Directions for this task: This exercise asks for every line of the material that contains the word "ArgMatcher".

● ● ●

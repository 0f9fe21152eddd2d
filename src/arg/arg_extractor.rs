use crate::arg::arg_matcher::ArgMatcher;
use crate::arg::args::{
    Arg, DateArg, DurationArg, GearArg, IntArg, LocationArg, ModeArg, NameArg, SceneArg,
    StatusArg, TimeArg, TimeSpanArg,
};
use crate::core::types::{ClockTime, ShootDate, ShotDuration, ShotStatus, TransportMode};
use crate::errors::Result;

pub trait ArgExtractor<'a>: ArgMatcher {
    type Out;

    fn try_extract(actual: &'a Arg) -> Option<Self::Out>;
}

/// The argument at `idx`, or the matcher's error when it is missing or of
/// another kind.
pub fn extract_at<'a, E: ArgExtractor<'a>>(args: &'a [Arg], idx: usize) -> Result<E::Out> {
    let a = args.get(idx);
    a.and_then(E::try_extract)
        .ok_or_else(|| E::expected_error(a))
}

pub fn find_first<'a, E: ArgExtractor<'a>>(args: &'a [Arg]) -> Option<E::Out> {
    args.iter().find_map(E::try_extract)
}

pub fn find_all<'a, E: ArgExtractor<'a>>(args: &'a [Arg]) -> Vec<E::Out> {
    args.iter().filter_map(E::try_extract).collect()
}

impl<'a> ArgExtractor<'a> for NameArg {
    type Out = &'a str;
    fn try_extract(a: &'a Arg) -> Option<Self::Out> {
        match a {
            Arg::Name(s) => Some(s),
            _ => None,
        }
    }
}

impl<'a> ArgExtractor<'a> for IntArg {
    type Out = i32;
    fn try_extract(a: &'a Arg) -> Option<Self::Out> {
        match a {
            Arg::Int(v) => Some(*v),
            _ => None,
        }
    }
}

impl<'a> ArgExtractor<'a> for LocationArg {
    type Out = &'a str;
    fn try_extract(a: &'a Arg) -> Option<Self::Out> {
        match a {
            Arg::Location(s) => Some(s),
            _ => None,
        }
    }
}

impl<'a> ArgExtractor<'a> for SceneArg {
    type Out = &'a str;
    fn try_extract(a: &'a Arg) -> Option<Self::Out> {
        match a {
            Arg::Scene(s) => Some(s),
            _ => None,
        }
    }
}

impl<'a> ArgExtractor<'a> for GearArg {
    type Out = &'a str;
    fn try_extract(a: &'a Arg) -> Option<Self::Out> {
        match a {
            Arg::Gear(s) => Some(s),
            _ => None,
        }
    }
}

impl<'a> ArgExtractor<'a> for StatusArg {
    type Out = ShotStatus; // Copy
    fn try_extract(a: &'a Arg) -> Option<Self::Out> {
        match a {
            Arg::Status(s) => Some(*s),
            _ => None,
        }
    }
}

impl<'a> ArgExtractor<'a> for ModeArg {
    type Out = TransportMode; // Copy
    fn try_extract(a: &'a Arg) -> Option<Self::Out> {
        match a {
            Arg::Mode(m) => Some(*m),
            _ => None,
        }
    }
}

impl<'a> ArgExtractor<'a> for TimeSpanArg {
    type Out = (ClockTime, ClockTime);
    fn try_extract(a: &'a Arg) -> Option<Self::Out> {
        match a {
            Arg::TimeSpan(s, e) => Some((*s, *e)),
            _ => None,
        }
    }
}

impl<'a> ArgExtractor<'a> for TimeArg {
    type Out = ClockTime;
    fn try_extract(a: &'a Arg) -> Option<Self::Out> {
        match a {
            Arg::Time(t) => Some(*t),
            _ => None,
        }
    }
}

impl<'a> ArgExtractor<'a> for DurationArg {
    type Out = ShotDuration;
    fn try_extract(a: &'a Arg) -> Option<Self::Out> {
        match a {
            Arg::Duration(d) => Some(*d),
            _ => None,
        }
    }
}

impl<'a> ArgExtractor<'a> for DateArg {
    type Out = ShootDate;
    fn try_extract(a: &'a Arg) -> Option<Self::Out> {
        match a {
            Arg::Date(d) => Some(*d),
            _ => None,
        }
    }
}
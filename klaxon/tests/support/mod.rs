//! Test support utilities for end-to-end testing
//!
//! Starts a complete Klaxon instance on ephemeral ports so tests can drive
//! the HTTP API the way a real client would.

pub mod harness;

pub use harness::TestHarness;
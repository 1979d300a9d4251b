use std::fmt;

use serde::{Deserialize, Serialize};

/// Opaque push-gateway credential identifying one installed client.
///
/// The value is a credential-equivalent secret. Neither `Debug` nor
/// `Display` reveal it; callers that must put it on the wire use
/// [`DeliveryToken::expose`].
#[derive(Clone, PartialEq, Eq, Hash, Serialize, Deserialize)]
#[serde(transparent)]
pub struct DeliveryToken(String);

impl DeliveryToken {
    #[must_use]
    pub fn new(token: impl Into<String>) -> Self {
        Self(token.into())
    }

    /// The raw token. Only for building the outbound request.
    #[must_use]
    pub fn expose(&self) -> &str {
        &self.0
    }

    #[must_use]
    pub fn is_empty(&self) -> bool {
        self.0.trim().is_empty()
    }
}

impl fmt::Debug for DeliveryToken {
    fn fmt(&self, f: &mut fmt::Formatter<'_>) -> fmt::Result {
        f.write_str("DeliveryToken([REDACTED])")
    }
}

impl fmt::Display for DeliveryToken {
    fn fmt(&self, f: &mut fmt::Formatter<'_>) -> fmt::Result {
        f.write_str("[REDACTED]")
    }
}
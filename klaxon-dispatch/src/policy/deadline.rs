//! Deadlines from configured durations

use std::time::Duration;

use tokio::time::Instant;

/// Roughly 30 years; what a deadline becomes when the timeout is too large
/// to add to the clock.
const FAR_FUTURE: Duration = Duration::from_secs(86_400 * 365 * 30);

/// The instant `timeout` from now.
///
/// Timeouts that overflow the clock are treated as unbounded and clamp to a
/// far-future instant.
#[must_use]
pub fn deadline_after(timeout: Duration) -> Instant {
    let now = Instant::now();
    now.checked_add(timeout)
        .or_else(|| now.checked_add(FAR_FUTURE))
        .unwrap_or(now)
}

/// Returns `true` if waiting `delay` from now would reach `deadline`.
#[must_use]
pub fn overruns(delay: Duration, deadline: Instant) -> bool {
    Instant::now()
        .checked_add(delay)
        .is_none_or(|end| end >= deadline)
}
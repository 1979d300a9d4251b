//! Health check HTTP server

use std::{net::SocketAddr, sync::Arc, time::Duration};

use axum::{
    Json, Router,
    extract::State,
    http::StatusCode,
    response::{IntoResponse, Response},
    routing::get,
};
use klaxon_common::Signal;
use tokio::net::TcpListener;
use tower_http::timeout::TimeoutLayer;

use crate::{HealthChecker, HealthConfig, HealthError};

/// Serves `/health/live` and `/health/ready`
pub struct HealthServer {
    listener: TcpListener,
    router: Router,
}

impl HealthServer {
    /// Bind the health listener
    ///
    /// # Errors
    ///
    /// Returns an error if binding to the specified address fails.
    pub async fn new(
        config: HealthConfig,
        health_checker: Arc<HealthChecker>,
    ) -> Result<Self, HealthError> {
        let listener = TcpListener::bind(&config.listen_address)
            .await
            .map_err(|e| HealthError::BindError {
                address: config.listen_address.clone(),
                source: e,
            })?;

        tracing::info!(
            address = %config.listen_address,
            "Health check server bound successfully"
        );

        let router = Router::new()
            .route("/health/live", get(liveness_handler))
            .route("/health/ready", get(readiness_handler))
            .with_state(health_checker)
            // Probes must answer within a second
            .layer(TimeoutLayer::new(Duration::from_secs(1)));

        Ok(Self { listener, router })
    }

    /// Address actually bound, useful when configured with port 0
    ///
    /// # Errors
    ///
    /// Returns an error if the socket address cannot be read.
    pub fn local_addr(&self) -> Result<SocketAddr, HealthError> {
        self.listener
            .local_addr()
            .map_err(|e| HealthError::ServerError(e.to_string()))
    }

    /// Run the health server until shutdown signal is received
    ///
    /// # Errors
    ///
    /// Returns an error if the server encounters a runtime error.
    pub async fn serve(
        self,
        mut shutdown: tokio::sync::broadcast::Receiver<Signal>,
    ) -> Result<(), HealthError> {
        tracing::info!("Health check server starting");

        axum::serve(self.listener, self.router)
            .with_graceful_shutdown(async move {
                let _ = shutdown.recv().await;
                tracing::info!("Health check server received shutdown signal");
            })
            .await
            .map_err(|e| HealthError::ServerError(e.to_string()))?;

        tracing::info!("Health check server stopped");
        Ok(())
    }
}

async fn liveness_handler(State(health_checker): State<Arc<HealthChecker>>) -> Response {
    if health_checker.is_alive() {
        (StatusCode::OK, "OK").into_response()
    } else {
        (StatusCode::SERVICE_UNAVAILABLE, "Service Unavailable").into_response()
    }
}

/// Returns 200 when ready, otherwise 503 with the detailed status as JSON
async fn readiness_handler(State(health_checker): State<Arc<HealthChecker>>) -> Response {
    if health_checker.is_ready() {
        (StatusCode::OK, "OK").into_response()
    } else {
        let status = health_checker.get_status();
        tracing::warn!(
            api_ready = status.api_ready,
            store_ready = status.store_ready,
            channel_ready = status.channel_ready,
            in_flight = status.in_flight,
            max_in_flight = status.max_in_flight,
            "Readiness probe failed"
        );
        (StatusCode::SERVICE_UNAVAILABLE, Json(status)).into_response()
    }
}
//! Token resolver metrics
//!
//! Tracks delivery-token resolution including:
//! - Cache hit/miss rates
//! - Cache evictions (capacity, expiry and invalidation)
//! - Backing store lookup durations and errors

use std::sync::atomic::{AtomicU64, Ordering};

use opentelemetry::{
    KeyValue,
    metrics::{Counter, Histogram, Meter},
};

use crate::MetricsError;

/// Resolver metrics collector
#[derive(Debug)]
pub struct ResolverMetrics {
    /// Distribution of backing store lookup durations in seconds
    lookup_duration: Histogram<f64>,

    /// Total number of cache hits
    cache_hits: Counter<u64>,

    /// Total number of cache misses
    cache_misses: Counter<u64>,

    /// Total number of cache evictions by reason
    cache_evictions: Counter<u64>,

    /// Total number of store errors
    store_errors: Counter<u64>,

    hits: AtomicU64,
    misses: AtomicU64,
    cache_size: AtomicU64,
}

impl ResolverMetrics {
    /// Create a new resolver metrics collector
    ///
    /// # Errors
    ///
    /// Returns an error if metric instruments cannot be created.
    pub fn new() -> Result<Self, MetricsError> {
        let meter = meter();

        let lookup_duration = meter
            .f64_histogram("klaxon.resolver.lookup.duration.seconds")
            .with_description("Distribution of recipient store lookup durations")
            .build();

        let cache_hits = meter
            .u64_counter("klaxon.resolver.cache.hits.total")
            .with_description("Total number of token cache hits")
            .build();

        let cache_misses = meter
            .u64_counter("klaxon.resolver.cache.misses.total")
            .with_description("Total number of token cache misses")
            .build();

        let cache_evictions = meter
            .u64_counter("klaxon.resolver.cache.evictions.total")
            .with_description("Total number of token cache evictions by reason")
            .build();

        let store_errors = meter
            .u64_counter("klaxon.resolver.store.errors.total")
            .with_description("Total number of recipient store errors")
            .build();

        Ok(Self {
            lookup_duration,
            cache_hits,
            cache_misses,
            cache_evictions,
            store_errors,
            hits: AtomicU64::new(0),
            misses: AtomicU64::new(0),
            cache_size: AtomicU64::new(0),
        })
    }

    /// Record a backing store lookup
    pub fn record_lookup(&self, duration_secs: f64) {
        self.lookup_duration.record(duration_secs, &[]);
    }

    /// Record a cache hit
    pub fn record_cache_hit(&self) {
        self.cache_hits.add(1, &[]);
        self.hits.fetch_add(1, Ordering::Relaxed);
    }

    /// Record a cache miss
    pub fn record_cache_miss(&self) {
        self.cache_misses.add(1, &[]);
        self.misses.fetch_add(1, Ordering::Relaxed);
    }

    /// Record a cache eviction (`capacity`, `expired`, `invalidated`)
    pub fn record_cache_eviction(&self, reason: &str) {
        self.cache_evictions
            .add(1, &[KeyValue::new("reason", reason.to_string())]);
    }

    /// Record a store error
    pub fn record_store_error(&self, error_type: &str) {
        self.store_errors
            .add(1, &[KeyValue::new("error_type", error_type.to_string())]);
    }

    /// Update the cache size
    pub fn set_cache_size(&self, size: u64) {
        self.cache_size.store(size, Ordering::Relaxed);
    }

    #[must_use]
    pub fn cache_hits(&self) -> u64 {
        self.hits.load(Ordering::Relaxed)
    }

    #[must_use]
    pub fn cache_misses(&self) -> u64 {
        self.misses.load(Ordering::Relaxed)
    }

    #[must_use]
    pub fn cache_size(&self) -> u64 {
        self.cache_size.load(Ordering::Relaxed)
    }
}

/// Get the OpenTelemetry meter for resolver metrics
fn meter() -> Meter {
    opentelemetry::global::meter("klaxon.resolver")
}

● ● ●

Expected answer:
use crate::arg::arg_matcher::ArgMatcher;
pub trait ArgExtractor<'a>: ArgMatcher {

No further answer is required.